Зазор, вместивший страдания отверженного жениха, оказался весьма невелик — с января 1923-го, когда Владимир получил отлуп от родителей Светланы, до мая, когда его познакомила с собой Вера Слоним, которой Владимир вручил свою любовно-верительную грамоту уже в июльских письмах с юга Франции, куда он бежал, чтобы пережить разрыв со Светланой. Возможно, если бы не знакомство с Верой, переросшее в любовь, он бы так и нанялся в марсельском порту на корабль, идущий в южные моря, — в летнем письме к Вере есть упоминание о встрече с русскими моряками в таверне, и уже осенью этот эпизод превратится в рассказ «Порт», где бывший белый офицер Никитин, свободный как птица, завтра пойдет наниматься кочегаром на корабль. Через два года ситуация повторится в «Машеньке» — там Ганин в конце романа, презрев свою гимназическую любовь, едет на вокзал, чтобы устремиться на поезде к южным портам и отплыть в прекрасную своим одиночеством неизвестность. То есть несколько месяцев между двумя девушками — Зиверт и Слоним — были наполнены предвкушением свободы, мужской свободы скитаний по морям и весям, — в самом что ни на есть гумилевском смысле. Особенную сладость этому путешествию должно было придать расставание с любовью, — недаром Владимир в письме Светлане из своего рабочего французского лета 1923-го, как бы ненароком, упоминает, что в июле уедет в Африку, в городок Бискру. Чтобы понять, почему именно туда, нужно знать: Набоков страдал псориазом, поэтому так любил загорать до черноты, — и заболевание обострялось, когда он переживал какие-то потрясения (конечно, разрыв со Светланой был таким потрясением). А городок Бистру в Алжире славился серными источниками, целебными для кожных заболеваний. Конечно, там были и бабочки, можно было совместить полезное с приятным и стать еще одним — вслед за Бальмонтм и Гумилевым — поэтом, путешествовавшим по Африке. Но перетянул все же нелюбимый Берлин, — вероятнее всего, потому, что там была девушка, обещавшая счастье понимания.

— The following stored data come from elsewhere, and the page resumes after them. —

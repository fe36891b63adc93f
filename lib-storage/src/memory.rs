//! In-memory backend for inline embedding and tests

use std::collections::HashMap;
use std::sync::atomic::{AtomicU64, Ordering};
use std::sync::RwLock;

use tracing::debug;

use crate::error::StorageError;
use crate::types::{integrity_hash, BackendKind, HelperStore, StorageRef};

/// Thread-safe in-memory blob store with an optional byte quota
#[derive(Debug, Default)]
pub struct MemoryStore {
    blobs: RwLock<HashMap<String, Vec<u8>>>,
    next_id: AtomicU64,
    quota_bytes: Option<usize>,
}

impl MemoryStore {
    pub fn new() -> Self {
        MemoryStore::default()
    }

    /// A store that refuses writes once `quota_bytes` are resident
    pub fn with_quota(quota_bytes: usize) -> Self {
        MemoryStore {
            quota_bytes: Some(quota_bytes),
            ..MemoryStore::default()
        }
    }

    fn resident_bytes(&self, blobs: &HashMap<String, Vec<u8>>) -> usize {
        blobs.values().map(Vec::len).sum()
    }
}

impl HelperStore for MemoryStore {
    fn store(&self, bytes: &[u8]) -> Result<StorageRef, StorageError> {
        let mut blobs = self
            .blobs
            .write()
            .map_err(|_| StorageError::StorageUnavailable("store lock poisoned".into()))?;
        if let Some(limit) = self.quota_bytes {
            let used = self.resident_bytes(&blobs);
            if used + bytes.len() > limit {
                return Err(StorageError::QuotaExceeded { used, limit });
            }
        }
        let id = self.next_id.fetch_add(1, Ordering::Relaxed);
        let uri = format!("mem://{id}");
        blobs.insert(uri.clone(), bytes.to_vec());
        debug!(%uri, len = bytes.len(), "stored helper blob");
        Ok(StorageRef {
            backend: BackendKind::Inline,
            uri,
            integrity_hash: integrity_hash(bytes),
        })
    }

    fn fetch(&self, reference: &StorageRef) -> Result<Vec<u8>, StorageError> {
        let blobs = self
            .blobs
            .read()
            .map_err(|_| StorageError::StorageUnavailable("store lock poisoned".into()))?;
        let bytes = blobs
            .get(&reference.uri)
            .ok_or_else(|| StorageError::NotFound(reference.uri.clone()))?;
        if integrity_hash(bytes) != reference.integrity_hash {
            return Err(StorageError::IntegrityMismatch);
        }
        Ok(bytes.clone())
    }

    fn health_check(&self) -> bool {
        self.blobs.read().is_ok()
    }
}

#[cfg(test)]
mod tests {
    use super::*;

    #[test]
    fn store_then_fetch_round_trips() {
        let store = MemoryStore::new();
        let r = store.store(b"helper bytes").expect("store");
        assert_eq!(store.fetch(&r).expect("fetch"), b"helper bytes");
        assert!(store.health_check());
    }

    #[test]
    fn fetch_of_unknown_uri_is_not_found() {
        let store = MemoryStore::new();
        let r = store.store(b"x").expect("store");
        let missing = StorageRef {
            uri: "mem://9999".to_string(),
            ..r
        };
        assert_eq!(
            store.fetch(&missing),
            Err(StorageError::NotFound("mem://9999".to_string()))
        );
    }

    #[test]
    fn corrupted_reference_fails_integrity() {
        let store = MemoryStore::new();
        let mut r = store.store(b"helper bytes").expect("store");
        r.integrity_hash[0] ^= 1;
        assert_eq!(store.fetch(&r), Err(StorageError::IntegrityMismatch));
    }

    #[test]
    fn quota_is_enforced() {
        let store = MemoryStore::with_quota(10);
        store.store(b"12345").expect("under quota");
        assert!(matches!(
            store.store(b"123456789"),
            Err(StorageError::QuotaExceeded { used: 5, limit: 10 })
        ));
    }
}
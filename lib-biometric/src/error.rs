//! Input-stage error kinds for capture and quantization

use thiserror::Error;

/// Errors produced while validating or canonicalizing captured minutiae
#[derive(Debug, Clone, PartialEq, Eq, Error)]
pub enum BiometricError {
    /// Too few minutiae survived the quality filter to quantize reliably
    #[error("insufficient minutiae after quality filter: kept {got}, need {need}")]
    InsufficientMinutiae { got: usize, need: usize },

    /// A finger tag that is not one of the ten recognized identifiers
    #[error("unrecognized finger identifier: {0:?}")]
    InvalidFingerId(String),
}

Набоков любил знаки, посылаемые ему окружающим миром, он и сам делал такие знаки, как бы поддерживая таинственный диалог. И его свадьба с Верой состоялась 15 апреля, в шестую годовщину его бегства из Крыма на кораблике под названием «Надежда». Тогда он оттолкнулся от краешка своей родины, спасаясь от революции и войны. Теперь же, шесть лет спустя, он ступил на кораблик под названием «Вера и Любовь», который и стал ковчегом, спасшим Владимира Набокова и его Слово.
P.S.
Чуть не забыл — для тех, кто, как Набоков, придает важное значение совпадению дат: 15 апреля — еще и день рождения Николая Гумилева.